──────── Dataset records ────────
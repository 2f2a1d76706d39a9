//! Host-side extraction flow without a browser: parse the source CSS,
//! build a plan, answer the probes by hand, partition per page and
//! aggregate across pages the way a run does.

use critcss_core::css::rule::content_hash;
use critcss_core::css::rule_map::RuleMap;
use critcss_core::css::{minify, transform, Stylesheet};
use critcss_core::extract::{CriticalSelectorMap, ExtractionPlan, SelectorFilter};

const TWO_PAGE_CSS: &str = "\
.a { margin-top: 1px; }\n\
.b { margin-top: 2px; }\n\
@media (min-width: 800px) {\n  .a { margin-top: 3px; }\n}\n";

fn no_filter() -> SelectorFilter {
    SelectorFilter::new(&[])
}

fn filter(patterns: &[&str]) -> SelectorFilter {
    let owned: Vec<String> = patterns.iter().map(|p| p.to_string()).collect();
    SelectorFilter::new(&owned)
}

/// Answer every probe of `plan` with "was it in the visible set".
fn resolve_with(plan: &ExtractionPlan, visible: &[&str]) -> CriticalSelectorMap {
    let results: Vec<bool> = plan
        .probes()
        .iter()
        .map(|probe| visible.contains(&probe.as_str()))
        .collect();
    plan.resolve(&results).unwrap()
}

/// Fold per-page partitions the way the runner does and return the
/// serialized (critical, rest) pair.
fn aggregate(source: &Stylesheet, maps: &[CriticalSelectorMap]) -> (String, String) {
    let mut critical = RuleMap::new();
    let mut rest = RuleMap::new();
    for map in maps {
        let (page_critical, page_rest) = transform::filter_by_map(source, map);
        critical.insert_stylesheet(&page_critical);
        rest.insert_stylesheet(&page_rest);
    }
    rest.subtract(&critical);
    (
        transform::serialize(&critical.to_stylesheet().unwrap()),
        transform::serialize(&rest.to_stylesheet().unwrap()),
    )
}

#[test]
fn two_pages_union_their_critical_rules() {
    let source = transform::parse(TWO_PAGE_CSS, true).unwrap();

    // Page one saw .a above the fold, page two saw .b; the media block
    // was critical on neither.
    let mut page_one = CriticalSelectorMap::new();
    page_one.add(".a", ".a");
    let mut page_two = CriticalSelectorMap::new();
    page_two.add(".b", ".b");

    let (critical, rest) = aggregate(&source, &[page_one, page_two]);

    assert_eq!(
        minify::minify(&critical).unwrap(),
        ".a{margin-top:1px}.b{margin-top:2px}"
    );
    let rest_min = minify::minify(&rest).unwrap();
    assert!(rest_min.contains("@media"), "rest should keep the media block: {rest_min}");
    assert!(rest_min.contains("min-width:800px"));
    assert!(rest_min.contains("margin-top:3px"));
    assert!(!rest_min.contains("margin-top:1px"), "critical rules must leave the rest: {rest_min}");
    assert!(!rest_min.contains("margin-top:2px"));
}

#[test]
fn measuring_the_same_page_twice_changes_nothing() {
    let source = transform::parse(TWO_PAGE_CSS, true).unwrap();
    let plan = ExtractionPlan::build(&source, &no_filter(), &no_filter());
    let map = resolve_with(&plan, &[".a"]);

    let once = aggregate(&source, &[map.clone()]);
    let twice = aggregate(&source, &[map.clone(), map]);
    assert_eq!(once, twice);
}

#[test]
fn page_order_does_not_change_the_rule_set() {
    let source = transform::parse(TWO_PAGE_CSS, true).unwrap();
    let plan = ExtractionPlan::build(&source, &no_filter(), &no_filter());
    let map_a = resolve_with(&plan, &[".a"]);
    let map_b = resolve_with(&plan, &[".b"]);

    let sheets = |maps: &[CriticalSelectorMap]| {
        let mut rules = RuleMap::new();
        for map in maps {
            let (critical, _) = transform::filter_by_map(&source, map);
            rules.insert_stylesheet(&critical);
        }
        let mut hashes: Vec<u64> = rules
            .to_stylesheet()
            .unwrap()
            .rules
            .iter()
            .map(content_hash)
            .collect();
        hashes.sort_unstable();
        hashes
    };

    assert_eq!(
        sheets(&[map_a.clone(), map_b.clone()]),
        sheets(&[map_b, map_a])
    );
}

#[test]
fn nested_group_conditions_join_in_the_rule_key() {
    let css = "@media (min-width: 800px) {\
                   @supports (display: grid) { .grid { display: grid; } }\
               }";
    let source = transform::parse(css, true).unwrap();
    let plan = ExtractionPlan::build(&source, &no_filter(), &no_filter());

    assert_eq!(plan.probes(), [".grid".to_string()]);
    let map = plan.resolve(&[true]).unwrap();
    assert!(map.contains_key("media(min-width: 800px)-##-supports(display: grid).grid"));

    let (critical, rest) = transform::filter_by_map(&source, &map);
    assert_eq!(critical.rules.len(), 1);
    assert!(rest.is_empty());
    let css_out = transform::serialize(&critical);
    assert!(css_out.contains("@media (min-width: 800px)"));
    assert!(css_out.contains("@supports (display: grid)"));
    assert!(css_out.contains(".grid"));
}

#[test]
fn forced_selectors_override_the_probe_verdicts() {
    let css = ".hero-banner { margin: 0; } .tracker { margin: 0; } .plain { margin: 0; }";
    let source = transform::parse(css, true).unwrap();
    let keep = filter(&[".hero%"]);
    let remove = filter(&[".tracker"]);
    let plan = ExtractionPlan::build(&source, &keep, &remove);

    // Only .tracker and .plain would probe; say everything is visible.
    let results = vec![true; plan.probes().len()];
    let map = plan.resolve(&results).unwrap();

    let (critical, rest) = transform::filter_by_map(&source, &map);
    let css_out = transform::serialize(&critical);
    assert!(css_out.contains(".hero-banner"), "kept by wildcard: {css_out}");
    assert!(css_out.contains(".plain"));
    assert!(!css_out.contains(".tracker"), "removed despite being visible: {css_out}");

    // Excluded from the critical side only; the rule itself is still valid
    // CSS and stays available below the fold.
    assert!(transform::serialize(&rest).contains(".tracker"));
}

#[test]
fn charset_and_vendor_prefixes_survive_to_the_minified_output() {
    let css = "@charset \"utf-8\";\n\
               .v { -webkit-transform: scale(1); }\n\
               @font-face { font-family: Roboto; src: url(\"/r.woff2\"); }\n";
    let source = transform::parse(css, true).unwrap();
    let mut map = CriticalSelectorMap::new();
    map.add(".v", ".v");

    let (critical, rest) = aggregate(&source, &[map]);

    let critical_min = minify::minify(&critical).unwrap();
    assert!(critical_min.starts_with("@charset \"utf-8\";"));
    assert!(critical_min.contains("-webkit-transform"));
    assert!(critical_min.contains("@font-face"));

    // The support rules were claimed by the critical side; nothing is left.
    assert_eq!(minify::minify(&rest).unwrap(), "");
}

#[test]
fn keyframes_only_ever_reach_the_rest_output() {
    let css = ".a { margin: 0; } @keyframes spin { to { opacity: 1; } }";
    let source = transform::parse(css, false).unwrap();
    let mut map = CriticalSelectorMap::new();
    map.add(".a", ".a");

    let (critical, rest) = aggregate(&source, &[map]);
    assert!(!critical.contains("@keyframes"));
    assert!(rest.contains("@keyframes spin"));

    let dropped = transform::parse(css, true).unwrap();
    let body: Vec<_> = dropped.rules.iter().filter(|r| r.is_keyframes()).collect();
    assert!(body.is_empty());
}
────────
Task to complete
Using the data above, count the lines that include "minify" and write the number alone.

Task solution
5